(Listed records Opens)
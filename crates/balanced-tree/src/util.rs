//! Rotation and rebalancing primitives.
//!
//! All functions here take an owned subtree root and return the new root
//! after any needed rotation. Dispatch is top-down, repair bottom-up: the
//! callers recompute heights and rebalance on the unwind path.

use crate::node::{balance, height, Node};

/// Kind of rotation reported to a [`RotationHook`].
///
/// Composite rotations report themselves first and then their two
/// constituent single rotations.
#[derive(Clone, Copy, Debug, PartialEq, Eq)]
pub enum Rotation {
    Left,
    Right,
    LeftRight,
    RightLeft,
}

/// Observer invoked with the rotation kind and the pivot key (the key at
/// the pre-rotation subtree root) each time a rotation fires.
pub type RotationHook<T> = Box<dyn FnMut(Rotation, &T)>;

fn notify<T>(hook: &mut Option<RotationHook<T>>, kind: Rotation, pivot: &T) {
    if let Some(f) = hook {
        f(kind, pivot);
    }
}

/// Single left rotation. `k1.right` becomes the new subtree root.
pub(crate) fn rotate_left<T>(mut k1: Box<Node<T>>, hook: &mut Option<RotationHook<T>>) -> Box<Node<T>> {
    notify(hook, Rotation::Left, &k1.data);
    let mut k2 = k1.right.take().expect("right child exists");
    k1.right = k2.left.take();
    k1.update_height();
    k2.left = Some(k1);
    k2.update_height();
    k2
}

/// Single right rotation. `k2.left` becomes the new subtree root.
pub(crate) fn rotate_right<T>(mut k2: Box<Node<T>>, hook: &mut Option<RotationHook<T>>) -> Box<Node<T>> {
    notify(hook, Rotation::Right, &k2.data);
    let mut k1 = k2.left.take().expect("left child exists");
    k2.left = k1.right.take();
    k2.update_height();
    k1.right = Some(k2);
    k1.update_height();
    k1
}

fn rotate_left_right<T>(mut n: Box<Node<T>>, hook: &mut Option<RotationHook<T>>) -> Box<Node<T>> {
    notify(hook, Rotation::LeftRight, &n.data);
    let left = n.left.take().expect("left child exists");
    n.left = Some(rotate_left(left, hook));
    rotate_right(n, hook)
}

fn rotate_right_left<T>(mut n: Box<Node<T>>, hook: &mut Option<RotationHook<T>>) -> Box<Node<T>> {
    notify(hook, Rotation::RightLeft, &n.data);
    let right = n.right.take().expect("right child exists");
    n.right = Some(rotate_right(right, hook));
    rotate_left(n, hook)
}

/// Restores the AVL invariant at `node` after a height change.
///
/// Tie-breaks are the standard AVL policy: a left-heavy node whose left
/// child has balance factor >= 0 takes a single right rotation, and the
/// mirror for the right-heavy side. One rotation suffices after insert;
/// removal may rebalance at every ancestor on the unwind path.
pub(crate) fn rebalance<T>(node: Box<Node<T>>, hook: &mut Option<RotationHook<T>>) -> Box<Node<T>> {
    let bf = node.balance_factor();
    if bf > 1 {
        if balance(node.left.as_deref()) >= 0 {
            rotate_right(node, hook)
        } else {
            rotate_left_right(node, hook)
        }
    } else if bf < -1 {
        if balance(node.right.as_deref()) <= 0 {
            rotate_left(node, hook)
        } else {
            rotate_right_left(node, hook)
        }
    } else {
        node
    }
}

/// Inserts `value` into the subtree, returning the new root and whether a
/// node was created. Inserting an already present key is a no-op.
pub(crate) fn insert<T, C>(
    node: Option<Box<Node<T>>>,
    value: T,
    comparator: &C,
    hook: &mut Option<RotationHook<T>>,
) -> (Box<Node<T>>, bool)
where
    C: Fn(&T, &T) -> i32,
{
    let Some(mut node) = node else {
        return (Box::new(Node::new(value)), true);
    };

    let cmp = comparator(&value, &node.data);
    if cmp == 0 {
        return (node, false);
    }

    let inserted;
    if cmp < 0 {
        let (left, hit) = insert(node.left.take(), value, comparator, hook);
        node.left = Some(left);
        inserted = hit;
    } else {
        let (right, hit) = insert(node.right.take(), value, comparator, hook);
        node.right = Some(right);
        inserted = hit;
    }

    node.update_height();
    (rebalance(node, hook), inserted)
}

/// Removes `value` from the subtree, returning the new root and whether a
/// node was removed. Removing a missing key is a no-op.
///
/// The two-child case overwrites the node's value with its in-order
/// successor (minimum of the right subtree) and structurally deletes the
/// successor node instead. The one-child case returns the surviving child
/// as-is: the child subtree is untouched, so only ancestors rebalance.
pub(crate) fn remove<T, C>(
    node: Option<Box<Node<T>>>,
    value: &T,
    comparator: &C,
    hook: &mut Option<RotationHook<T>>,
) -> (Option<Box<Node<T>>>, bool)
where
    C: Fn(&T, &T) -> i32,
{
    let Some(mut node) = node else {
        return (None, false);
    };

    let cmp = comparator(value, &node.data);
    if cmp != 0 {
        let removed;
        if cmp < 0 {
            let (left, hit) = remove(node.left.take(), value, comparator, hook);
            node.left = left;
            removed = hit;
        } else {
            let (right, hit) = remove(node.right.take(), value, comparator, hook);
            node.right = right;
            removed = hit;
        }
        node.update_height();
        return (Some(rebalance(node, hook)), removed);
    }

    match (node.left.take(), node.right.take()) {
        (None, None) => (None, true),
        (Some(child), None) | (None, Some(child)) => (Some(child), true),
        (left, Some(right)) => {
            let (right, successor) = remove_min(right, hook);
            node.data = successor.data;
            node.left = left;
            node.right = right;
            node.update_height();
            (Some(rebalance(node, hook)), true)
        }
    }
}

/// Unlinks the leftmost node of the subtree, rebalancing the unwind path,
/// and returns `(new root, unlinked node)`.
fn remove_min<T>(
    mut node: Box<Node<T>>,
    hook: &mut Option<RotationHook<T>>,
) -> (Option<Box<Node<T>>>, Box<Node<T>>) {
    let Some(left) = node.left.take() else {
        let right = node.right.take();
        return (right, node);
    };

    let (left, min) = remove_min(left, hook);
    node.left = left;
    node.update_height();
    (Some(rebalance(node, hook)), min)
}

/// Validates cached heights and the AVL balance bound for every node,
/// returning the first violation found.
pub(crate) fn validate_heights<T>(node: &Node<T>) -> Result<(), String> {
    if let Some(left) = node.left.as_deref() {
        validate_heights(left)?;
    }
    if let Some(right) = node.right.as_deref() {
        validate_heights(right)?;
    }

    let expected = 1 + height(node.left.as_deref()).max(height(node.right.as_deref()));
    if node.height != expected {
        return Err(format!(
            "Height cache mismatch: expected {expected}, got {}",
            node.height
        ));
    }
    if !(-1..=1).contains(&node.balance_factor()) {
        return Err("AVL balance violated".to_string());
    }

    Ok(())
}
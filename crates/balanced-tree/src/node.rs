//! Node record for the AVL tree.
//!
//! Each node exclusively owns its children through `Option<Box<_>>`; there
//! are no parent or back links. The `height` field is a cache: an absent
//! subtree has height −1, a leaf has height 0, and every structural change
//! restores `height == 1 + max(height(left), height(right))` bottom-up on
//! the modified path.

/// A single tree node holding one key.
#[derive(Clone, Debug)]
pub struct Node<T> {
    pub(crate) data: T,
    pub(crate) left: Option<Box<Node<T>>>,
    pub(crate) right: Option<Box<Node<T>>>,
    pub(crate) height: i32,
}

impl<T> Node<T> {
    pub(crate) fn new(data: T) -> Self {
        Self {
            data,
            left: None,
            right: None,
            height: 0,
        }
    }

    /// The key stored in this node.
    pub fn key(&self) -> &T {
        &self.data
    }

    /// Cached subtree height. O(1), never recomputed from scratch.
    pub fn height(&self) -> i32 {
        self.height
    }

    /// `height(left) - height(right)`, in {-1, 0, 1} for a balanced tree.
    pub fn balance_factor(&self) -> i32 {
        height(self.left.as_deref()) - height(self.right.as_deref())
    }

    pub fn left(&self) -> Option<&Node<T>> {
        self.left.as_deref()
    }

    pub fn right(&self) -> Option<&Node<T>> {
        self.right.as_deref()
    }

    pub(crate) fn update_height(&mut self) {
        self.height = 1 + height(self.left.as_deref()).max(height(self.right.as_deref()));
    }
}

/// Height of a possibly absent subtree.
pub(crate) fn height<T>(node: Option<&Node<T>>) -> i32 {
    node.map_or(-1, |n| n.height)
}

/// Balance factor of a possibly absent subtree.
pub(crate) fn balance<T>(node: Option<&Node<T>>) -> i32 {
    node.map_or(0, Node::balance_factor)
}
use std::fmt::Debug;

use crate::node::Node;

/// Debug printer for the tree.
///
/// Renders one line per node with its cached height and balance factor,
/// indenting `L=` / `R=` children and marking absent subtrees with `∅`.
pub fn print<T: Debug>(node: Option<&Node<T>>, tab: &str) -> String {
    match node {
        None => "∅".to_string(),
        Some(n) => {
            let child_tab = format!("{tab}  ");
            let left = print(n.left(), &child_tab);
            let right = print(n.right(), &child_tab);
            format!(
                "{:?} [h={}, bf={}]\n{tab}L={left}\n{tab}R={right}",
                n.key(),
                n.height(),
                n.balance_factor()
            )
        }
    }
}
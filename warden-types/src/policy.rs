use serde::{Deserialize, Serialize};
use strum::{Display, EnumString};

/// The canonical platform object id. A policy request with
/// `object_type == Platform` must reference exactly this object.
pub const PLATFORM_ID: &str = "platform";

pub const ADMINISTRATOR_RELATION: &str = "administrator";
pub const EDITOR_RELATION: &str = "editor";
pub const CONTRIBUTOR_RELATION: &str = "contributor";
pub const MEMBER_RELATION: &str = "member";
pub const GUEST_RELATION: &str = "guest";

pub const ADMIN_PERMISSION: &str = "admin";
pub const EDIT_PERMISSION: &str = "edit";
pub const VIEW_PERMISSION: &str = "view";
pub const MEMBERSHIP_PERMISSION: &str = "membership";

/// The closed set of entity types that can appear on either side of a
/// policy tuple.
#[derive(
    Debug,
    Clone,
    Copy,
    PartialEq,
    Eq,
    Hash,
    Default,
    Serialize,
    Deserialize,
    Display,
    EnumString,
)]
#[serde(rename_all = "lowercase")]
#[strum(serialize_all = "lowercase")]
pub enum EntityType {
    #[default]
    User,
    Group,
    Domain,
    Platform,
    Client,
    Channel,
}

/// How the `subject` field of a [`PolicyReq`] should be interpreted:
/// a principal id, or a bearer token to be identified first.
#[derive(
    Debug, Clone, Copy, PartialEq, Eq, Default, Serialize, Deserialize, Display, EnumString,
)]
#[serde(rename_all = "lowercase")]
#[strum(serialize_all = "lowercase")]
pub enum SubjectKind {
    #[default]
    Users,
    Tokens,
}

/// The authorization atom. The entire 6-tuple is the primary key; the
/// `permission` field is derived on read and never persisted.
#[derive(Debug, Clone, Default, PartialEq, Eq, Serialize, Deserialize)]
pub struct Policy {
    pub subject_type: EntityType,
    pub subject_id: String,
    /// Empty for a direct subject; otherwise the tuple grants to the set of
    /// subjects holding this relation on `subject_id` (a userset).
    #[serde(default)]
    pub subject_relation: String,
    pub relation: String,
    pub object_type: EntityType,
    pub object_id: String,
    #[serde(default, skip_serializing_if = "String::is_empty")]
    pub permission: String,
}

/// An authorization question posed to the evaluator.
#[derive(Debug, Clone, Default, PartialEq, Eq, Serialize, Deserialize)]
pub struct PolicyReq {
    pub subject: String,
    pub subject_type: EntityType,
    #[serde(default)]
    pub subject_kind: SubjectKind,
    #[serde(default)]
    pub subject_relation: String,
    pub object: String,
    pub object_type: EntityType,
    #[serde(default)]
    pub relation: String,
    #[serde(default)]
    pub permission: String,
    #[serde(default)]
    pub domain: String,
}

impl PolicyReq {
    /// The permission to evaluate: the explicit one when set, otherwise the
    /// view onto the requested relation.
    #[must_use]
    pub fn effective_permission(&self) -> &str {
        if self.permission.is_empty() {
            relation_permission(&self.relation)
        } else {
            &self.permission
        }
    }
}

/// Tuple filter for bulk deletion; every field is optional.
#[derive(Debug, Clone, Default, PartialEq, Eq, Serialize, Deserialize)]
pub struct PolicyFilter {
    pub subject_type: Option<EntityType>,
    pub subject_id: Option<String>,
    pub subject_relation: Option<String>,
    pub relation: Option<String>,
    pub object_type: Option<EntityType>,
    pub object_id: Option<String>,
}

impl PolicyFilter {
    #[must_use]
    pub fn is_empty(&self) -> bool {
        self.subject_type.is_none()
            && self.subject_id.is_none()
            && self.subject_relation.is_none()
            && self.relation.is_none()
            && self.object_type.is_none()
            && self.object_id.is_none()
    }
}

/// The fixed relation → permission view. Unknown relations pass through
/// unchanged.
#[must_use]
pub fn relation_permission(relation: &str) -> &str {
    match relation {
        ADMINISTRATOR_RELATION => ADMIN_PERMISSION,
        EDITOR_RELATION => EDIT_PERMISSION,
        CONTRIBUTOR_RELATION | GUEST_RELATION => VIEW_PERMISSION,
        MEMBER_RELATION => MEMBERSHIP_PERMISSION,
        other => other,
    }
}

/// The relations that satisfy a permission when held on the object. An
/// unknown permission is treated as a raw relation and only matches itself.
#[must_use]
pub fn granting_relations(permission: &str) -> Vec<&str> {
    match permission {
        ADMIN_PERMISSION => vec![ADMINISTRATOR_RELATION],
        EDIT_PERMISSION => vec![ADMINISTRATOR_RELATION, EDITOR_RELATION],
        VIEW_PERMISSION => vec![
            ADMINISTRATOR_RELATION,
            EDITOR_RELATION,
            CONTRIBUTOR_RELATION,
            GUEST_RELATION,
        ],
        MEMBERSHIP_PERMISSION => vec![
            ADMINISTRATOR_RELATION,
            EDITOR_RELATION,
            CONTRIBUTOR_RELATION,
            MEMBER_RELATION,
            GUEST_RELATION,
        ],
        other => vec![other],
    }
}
(Listed records Closes)
Taking the records above, retype every line from the one with "filename crates/balanced-tree/src/node.rs" down to the one with "factor of a possibly absent subtree.", exactly and with nothing else.

Exercise response:
filename crates/balanced-tree/src/node.rs
//! Node record for the AVL tree.
//!
//! Each node exclusively owns its children through `Option<Box<_>>`; there
//! are no parent or back links. The `height` field is a cache: an absent
//! subtree has height −1, a leaf has height 0, and every structural change
//! restores `height == 1 + max(height(left), height(right))` bottom-up on
//! the modified path.

/// A single tree node holding one key.
#[derive(Clone, Debug)]
pub struct Node<T> {
    pub(crate) data: T,
    pub(crate) left: Option<Box<Node<T>>>,
    pub(crate) right: Option<Box<Node<T>>>,
    pub(crate) height: i32,
}

impl<T> Node<T> {
    pub(crate) fn new(data: T) -> Self {
        Self {
            data,
            left: None,
            right: None,
            height: 0,
        }
    }

    /// The key stored in this node.
    pub fn key(&self) -> &T {
        &self.data
    }

    /// Cached subtree height. O(1), never recomputed from scratch.
    pub fn height(&self) -> i32 {
        self.height
    }

    /// `height(left) - height(right)`, in {-1, 0, 1} for a balanced tree.
    pub fn balance_factor(&self) -> i32 {
        height(self.left.as_deref()) - height(self.right.as_deref())
    }

    pub fn left(&self) -> Option<&Node<T>> {
        self.left.as_deref()
    }

    pub fn right(&self) -> Option<&Node<T>> {
        self.right.as_deref()
    }

    pub(crate) fn update_height(&mut self) {
        self.height = 1 + height(self.left.as_deref()).max(height(self.right.as_deref()));
    }
}

/// Height of a possibly absent subtree.
pub(crate) fn height<T>(node: Option<&Node<T>>) -> i32 {
    node.map_or(-1, |n| n.height)
}

/// Balance factor of a possibly absent subtree.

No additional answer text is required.